What you have to do: Check each line of the records below for the word "Result" and give the number of lines that have it, with nothing added.

[Dataset entries]
=== Section Start ===

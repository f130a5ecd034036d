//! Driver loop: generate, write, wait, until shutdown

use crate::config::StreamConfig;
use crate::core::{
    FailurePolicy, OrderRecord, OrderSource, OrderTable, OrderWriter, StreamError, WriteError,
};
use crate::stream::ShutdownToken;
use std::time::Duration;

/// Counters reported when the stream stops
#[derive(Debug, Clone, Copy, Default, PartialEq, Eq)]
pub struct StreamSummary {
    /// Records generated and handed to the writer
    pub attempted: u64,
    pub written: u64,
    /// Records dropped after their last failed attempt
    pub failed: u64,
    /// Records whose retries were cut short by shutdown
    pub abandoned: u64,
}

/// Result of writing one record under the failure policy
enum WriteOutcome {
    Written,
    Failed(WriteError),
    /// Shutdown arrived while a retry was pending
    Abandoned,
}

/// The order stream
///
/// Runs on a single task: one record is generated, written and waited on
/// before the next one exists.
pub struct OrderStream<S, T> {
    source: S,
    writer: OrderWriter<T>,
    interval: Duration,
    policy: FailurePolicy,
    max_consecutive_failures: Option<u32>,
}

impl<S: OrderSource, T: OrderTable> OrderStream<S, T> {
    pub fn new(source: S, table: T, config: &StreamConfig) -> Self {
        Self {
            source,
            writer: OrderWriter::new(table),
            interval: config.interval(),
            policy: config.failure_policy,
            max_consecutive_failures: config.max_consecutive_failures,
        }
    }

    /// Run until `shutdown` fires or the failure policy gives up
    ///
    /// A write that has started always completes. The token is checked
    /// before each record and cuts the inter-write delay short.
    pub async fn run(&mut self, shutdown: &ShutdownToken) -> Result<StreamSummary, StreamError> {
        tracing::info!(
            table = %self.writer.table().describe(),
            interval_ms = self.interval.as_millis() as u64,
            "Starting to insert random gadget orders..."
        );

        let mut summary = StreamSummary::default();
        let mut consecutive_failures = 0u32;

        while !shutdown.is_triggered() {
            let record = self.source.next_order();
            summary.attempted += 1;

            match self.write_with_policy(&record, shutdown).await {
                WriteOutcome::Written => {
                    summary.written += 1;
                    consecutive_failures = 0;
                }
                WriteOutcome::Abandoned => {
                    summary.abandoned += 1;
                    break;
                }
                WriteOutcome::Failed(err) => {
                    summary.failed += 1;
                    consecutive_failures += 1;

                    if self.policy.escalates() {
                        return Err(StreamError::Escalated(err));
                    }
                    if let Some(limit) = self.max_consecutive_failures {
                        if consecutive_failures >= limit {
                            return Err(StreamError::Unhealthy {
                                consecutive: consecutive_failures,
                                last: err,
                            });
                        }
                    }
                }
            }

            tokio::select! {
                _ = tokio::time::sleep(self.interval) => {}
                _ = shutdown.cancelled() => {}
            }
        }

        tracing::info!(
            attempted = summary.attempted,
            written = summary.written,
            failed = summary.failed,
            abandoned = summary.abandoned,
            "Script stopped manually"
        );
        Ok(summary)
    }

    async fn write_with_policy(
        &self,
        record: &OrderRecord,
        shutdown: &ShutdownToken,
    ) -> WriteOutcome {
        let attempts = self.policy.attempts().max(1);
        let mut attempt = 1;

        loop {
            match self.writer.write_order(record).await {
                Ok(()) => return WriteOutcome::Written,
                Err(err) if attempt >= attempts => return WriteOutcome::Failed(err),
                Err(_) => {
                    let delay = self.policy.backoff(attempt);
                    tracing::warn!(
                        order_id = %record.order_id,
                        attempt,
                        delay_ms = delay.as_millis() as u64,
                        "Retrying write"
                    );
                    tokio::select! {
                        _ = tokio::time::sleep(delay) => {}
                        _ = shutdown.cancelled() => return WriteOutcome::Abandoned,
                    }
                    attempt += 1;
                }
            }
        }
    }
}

=== Section End ===

Answer: 2